__Task__.
The reply should contain each record below, returned exactly as given.

__The input__.

====

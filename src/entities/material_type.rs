use async_trait::async_trait;
use chrono::{DateTime, Utc};
use sea_orm::entity::prelude::*;
use sea_orm::{ActiveValue, Set};
use serde::{Deserialize, Serialize};
use utoipa::ToSchema;

#[derive(Clone, Debug, PartialEq, Eq, DeriveEntityModel, Serialize, Deserialize, ToSchema)]
#[sea_orm(table_name = "material_types")]
#[schema(as = MaterialType)]
pub struct Model {
    #[sea_orm(primary_key)]
    pub id: i32,
    pub type_name: String,
    #[sea_orm(column_type = "Text", nullable)]
    pub description: Option<String>,
    #[sea_orm(column_type = "Text", nullable)]
    pub remark: Option<String>,
    pub created_at: DateTime<Utc>,
    pub created_by: i32,
    pub updated_at: Option<DateTime<Utc>>,
    pub updated_by: Option<i32>,
    pub deleted_at: Option<DateTime<Utc>>,
    pub deleted_by: Option<i32>,
}

#[derive(Copy, Clone, Debug, EnumIter, DeriveRelation)]
pub enum Relation {
    #[sea_orm(has_many = "super::material_type_link::Entity")]
    Links,
}

impl Related<super::material_type_link::Entity> for Entity {
    fn to() -> RelationDef {
        Relation::Links.def()
    }
}

#[async_trait]
impl ActiveModelBehavior for ActiveModel {
    async fn before_save<C>(self, _db: &C, insert: bool) -> Result<Self, DbErr>
    where
        C: ConnectionTrait,
    {
        let mut active_model = self;
        let now = Utc::now();

        if insert && matches!(active_model.created_at, ActiveValue::NotSet) {
            active_model.created_at = Set(now);
        }
        if let ActiveValue::NotSet = active_model.updated_at {
            active_model.updated_at = Set(Some(now));
        }

        Ok(active_model)
    }
}
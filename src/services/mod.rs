//! Entity services. Each service owns the statements for one entity group
//! and reports failures as [`ServiceError`].

use std::fmt::Display;
use std::str::FromStr;
use std::sync::Arc;

use chrono::Utc;
use sea_orm::sea_query::Expr;
use sea_orm::{ColumnTrait, ConnectionTrait, DbErr, EntityTrait, QueryFilter};
use serde::{Deserialize, Deserializer};

use crate::auth::AuthService;
use crate::db::DatabaseAccess;
use crate::errors::ServiceError;

pub mod customers;
pub mod machinery;
pub mod materials;
pub mod quotations;
pub mod users;

use customers::CustomerService;
use machinery::MachineryService;
use materials::MaterialService;
use quotations::QuotationService;
use users::UserService;

/// Service container holding all service instances
#[derive(Clone)]
pub struct AppServices {
    pub users: Arc<UserService>,
    pub customers: Arc<CustomerService>,
    pub materials: Arc<MaterialService>,
    pub machinery: Arc<MachineryService>,
    pub quotations: Arc<QuotationService>,
}

impl AppServices {
    /// Creates every service over the same database capability
    pub fn new(
        db: DatabaseAccess,
        auth: Arc<AuthService>,
        default_company_code: impl Into<String>,
    ) -> Self {
        Self {
            users: Arc::new(UserService::new(
                db.clone(),
                auth,
                default_company_code.into(),
            )),
            customers: Arc::new(CustomerService::new(db.clone())),
            materials: Arc::new(MaterialService::new(db.clone())),
            machinery: Arc::new(MachineryService::new(db.clone())),
            quotations: Arc::new(QuotationService::new(db)),
        }
    }
}

/// Message returned by delete endpoints
#[derive(Debug, Clone, PartialEq, Eq)]
pub struct Deleted(pub &'static str);

/// Marks the row with `id` deleted unless it already is.
///
/// Returns `false` when no visible row matched.
pub(crate) async fn soft_delete<E, C>(
    conn: &C,
    id_column: E::Column,
    deleted_at: E::Column,
    deleted_by: E::Column,
    id: i32,
    actor_id: i32,
) -> Result<bool, DbErr>
where
    E: EntityTrait,
    C: ConnectionTrait,
{
    let result = E::update_many()
        .col_expr(deleted_at, Expr::value(Utc::now()))
        .col_expr(deleted_by, Expr::value(actor_id))
        .filter(id_column.eq(id))
        .filter(deleted_at.is_null())
        .exec(conn)
        .await?;

    Ok(result.rows_affected > 0)
}

/// Deleting an already deleted or missing row is a not-found
pub(crate) fn deleted_or_not_found(
    affected: bool,
    message: &'static str,
    what: &str,
) -> Result<Deleted, ServiceError> {
    if affected {
        Ok(Deleted(message))
    } else {
        Err(ServiceError::NotFound(format!("{} not found", what)))
    }
}

/// Treats a missing, null or blank string as `None`, otherwise parses it.
pub(crate) fn blank_as_none<'de, D, T>(deserializer: D) -> Result<Option<T>, D::Error>
where
    D: Deserializer<'de>,
    T: FromStr,
    T::Err: Display,
{
    let raw: Option<String> = Option::deserialize(deserializer)?;
    match raw.as_deref().map(str::trim) {
        None | Some("") => Ok(None),
        Some(value) => value.parse().map(Some).map_err(serde::de::Error::custom),
    }
}

pub(crate) fn default_true() -> bool {
    true
}

#[cfg(test)]
mod tests {
    use super::*;
    use chrono::NaiveDate;

    #[derive(Debug, Deserialize)]
    struct Dates {
        #[serde(default, deserialize_with = "blank_as_none")]
        day: Option<NaiveDate>,
    }

    #[test]
    fn blank_dates_become_none() {
        let parsed: Dates = serde_json::from_str(r#"{"day": ""}"#).unwrap();
        assert_eq!(parsed.day, None);

        let parsed: Dates = serde_json::from_str(r#"{}"#).unwrap();
        assert_eq!(parsed.day, None);

        let parsed: Dates = serde_json::from_str(r#"{"day": null}"#).unwrap();
        assert_eq!(parsed.day, None);

        let parsed: Dates = serde_json::from_str(r#"{"day": "2024-03-01"}"#).unwrap();
        assert_eq!(parsed.day, NaiveDate::from_ymd_opt(2024, 3, 1));

        assert!(serde_json::from_str::<Dates>(r#"{"day": "March"}"#).is_err());
    }

    #[test]
    fn missing_rows_are_not_found_on_delete() {
        assert_eq!(
            deleted_or_not_found(true, "Material deleted successfully", "Material").unwrap(),
            Deleted("Material deleted successfully")
        );
        let err = deleted_or_not_found(false, "Material deleted successfully", "Material")
            .unwrap_err();
        assert!(matches!(err, ServiceError::NotFound(m) if m == "Material not found"));
    }
}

====

__Result for this exercise__.
filename src/entities/material_type.rs
use async_trait::async_trait;
use chrono::{DateTime, Utc};
use sea_orm::entity::prelude::*;
use sea_orm::{ActiveValue, Set};
use serde::{Deserialize, Serialize};
use utoipa::ToSchema;

#[derive(Clone, Debug, PartialEq, Eq, DeriveEntityModel, Serialize, Deserialize, ToSchema)]
#[sea_orm(table_name = "material_types")]
#[schema(as = MaterialType)]
pub struct Model {
    #[sea_orm(primary_key)]
    pub id: i32,
    pub type_name: String,
    #[sea_orm(column_type = "Text", nullable)]
    pub description: Option<String>,
    #[sea_orm(column_type = "Text", nullable)]
    pub remark: Option<String>,
    pub created_at: DateTime<Utc>,
    pub created_by: i32,
    pub updated_at: Option<DateTime<Utc>>,
    pub updated_by: Option<i32>,
    pub deleted_at: Option<DateTime<Utc>>,
    pub deleted_by: Option<i32>,
}

#[derive(Copy, Clone, Debug, EnumIter, DeriveRelation)]
pub enum Relation {
    #[sea_orm(has_many = "super::material_type_link::Entity")]
    Links,
}

impl Related<super::material_type_link::Entity> for Entity {
    fn to() -> RelationDef {
        Relation::Links.def()
    }
}

#[async_trait]
impl ActiveModelBehavior for ActiveModel {
    async fn before_save<C>(self, _db: &C, insert: bool) -> Result<Self, DbErr>
    where
        C: ConnectionTrait,
    {
        let mut active_model = self;
        let now = Utc::now();

        if insert && matches!(active_model.created_at, ActiveValue::NotSet) {
            active_model.created_at = Set(now);
        }
        if let ActiveValue::NotSet = active_model.updated_at {
            active_model.updated_at = Set(Some(now));
        }

        Ok(active_model)
    }
}
filename src/services/mod.rs
//! Entity services. Each service owns the statements for one entity group
//! and reports failures as [`ServiceError`].

use std::fmt::Display;
use std::str::FromStr;
use std::sync::Arc;

use chrono::Utc;
use sea_orm::sea_query::Expr;
use sea_orm::{ColumnTrait, ConnectionTrait, DbErr, EntityTrait, QueryFilter};
use serde::{Deserialize, Deserializer};

use crate::auth::AuthService;
use crate::db::DatabaseAccess;
use crate::errors::ServiceError;

pub mod customers;
pub mod machinery;
pub mod materials;
pub mod quotations;
pub mod users;

use customers::CustomerService;
use machinery::MachineryService;
use materials::MaterialService;
use quotations::QuotationService;
use users::UserService;

/// Service container holding all service instances
#[derive(Clone)]
pub struct AppServices {
    pub users: Arc<UserService>,
    pub customers: Arc<CustomerService>,
    pub materials: Arc<MaterialService>,
    pub machinery: Arc<MachineryService>,
    pub quotations: Arc<QuotationService>,
}

impl AppServices {
    /// Creates every service over the same database capability
    pub fn new(
        db: DatabaseAccess,
        auth: Arc<AuthService>,
        default_company_code: impl Into<String>,
    ) -> Self {
        Self {
            users: Arc::new(UserService::new(
                db.clone(),
                auth,
                default_company_code.into(),
            )),
            customers: Arc::new(CustomerService::new(db.clone())),
            materials: Arc::new(MaterialService::new(db.clone())),
            machinery: Arc::new(MachineryService::new(db.clone())),
            quotations: Arc::new(QuotationService::new(db)),
        }
    }
}

/// Message returned by delete endpoints
#[derive(Debug, Clone, PartialEq, Eq)]
pub struct Deleted(pub &'static str);

/// Marks the row with `id` deleted unless it already is.
///
/// Returns `false` when no visible row matched.
pub(crate) async fn soft_delete<E, C>(
    conn: &C,
    id_column: E::Column,
    deleted_at: E::Column,
    deleted_by: E::Column,
    id: i32,
    actor_id: i32,
) -> Result<bool, DbErr>
where
    E: EntityTrait,
    C: ConnectionTrait,
{
    let result = E::update_many()
        .col_expr(deleted_at, Expr::value(Utc::now()))
        .col_expr(deleted_by, Expr::value(actor_id))
        .filter(id_column.eq(id))
        .filter(deleted_at.is_null())
        .exec(conn)
        .await?;

    Ok(result.rows_affected > 0)
}

/// Deleting an already deleted or missing row is a not-found
pub(crate) fn deleted_or_not_found(
    affected: bool,
    message: &'static str,
    what: &str,
) -> Result<Deleted, ServiceError> {
    if affected {
        Ok(Deleted(message))
    } else {
        Err(ServiceError::NotFound(format!("{} not found", what)))
    }
}

/// Treats a missing, null or blank string as `None`, otherwise parses it.
pub(crate) fn blank_as_none<'de, D, T>(deserializer: D) -> Result<Option<T>, D::Error>
where
    D: Deserializer<'de>,
    T: FromStr,
    T::Err: Display,
{
    let raw: Option<String> = Option::deserialize(deserializer)?;
    match raw.as_deref().map(str::trim) {
        None | Some("") => Ok(None),
        Some(value) => value.parse().map(Some).map_err(serde::de::Error::custom),
    }
}

pub(crate) fn default_true() -> bool {
    true
}

#[cfg(test)]
mod tests {
    use super::*;
    use chrono::NaiveDate;

    #[derive(Debug, Deserialize)]
    struct Dates {
        #[serde(default, deserialize_with = "blank_as_none")]
        day: Option<NaiveDate>,
    }

    #[test]
    fn blank_dates_become_none() {
        let parsed: Dates = serde_json::from_str(r#"{"day": ""}"#).unwrap();
        assert_eq!(parsed.day, None);

        let parsed: Dates = serde_json::from_str(r#"{}"#).unwrap();
        assert_eq!(parsed.day, None);

        let parsed: Dates = serde_json::from_str(r#"{"day": null}"#).unwrap();
        assert_eq!(parsed.day, None);

        let parsed: Dates = serde_json::from_str(r#"{"day": "2024-03-01"}"#).unwrap();
        assert_eq!(parsed.day, NaiveDate::from_ymd_opt(2024, 3, 1));

        assert!(serde_json::from_str::<Dates>(r#"{"day": "March"}"#).is_err());
    }

    #[test]
    fn missing_rows_are_not_found_on_delete() {
        assert_eq!(
            deleted_or_not_found(true, "Material deleted successfully", "Material").unwrap(),
            Deleted("Material deleted successfully")
        );
        let err = deleted_or_not_found(false, "Material deleted successfully", "Material")
            .unwrap_err();
        assert!(matches!(err, ServiceError::NotFound(m) if m == "Material not found"));
    }
}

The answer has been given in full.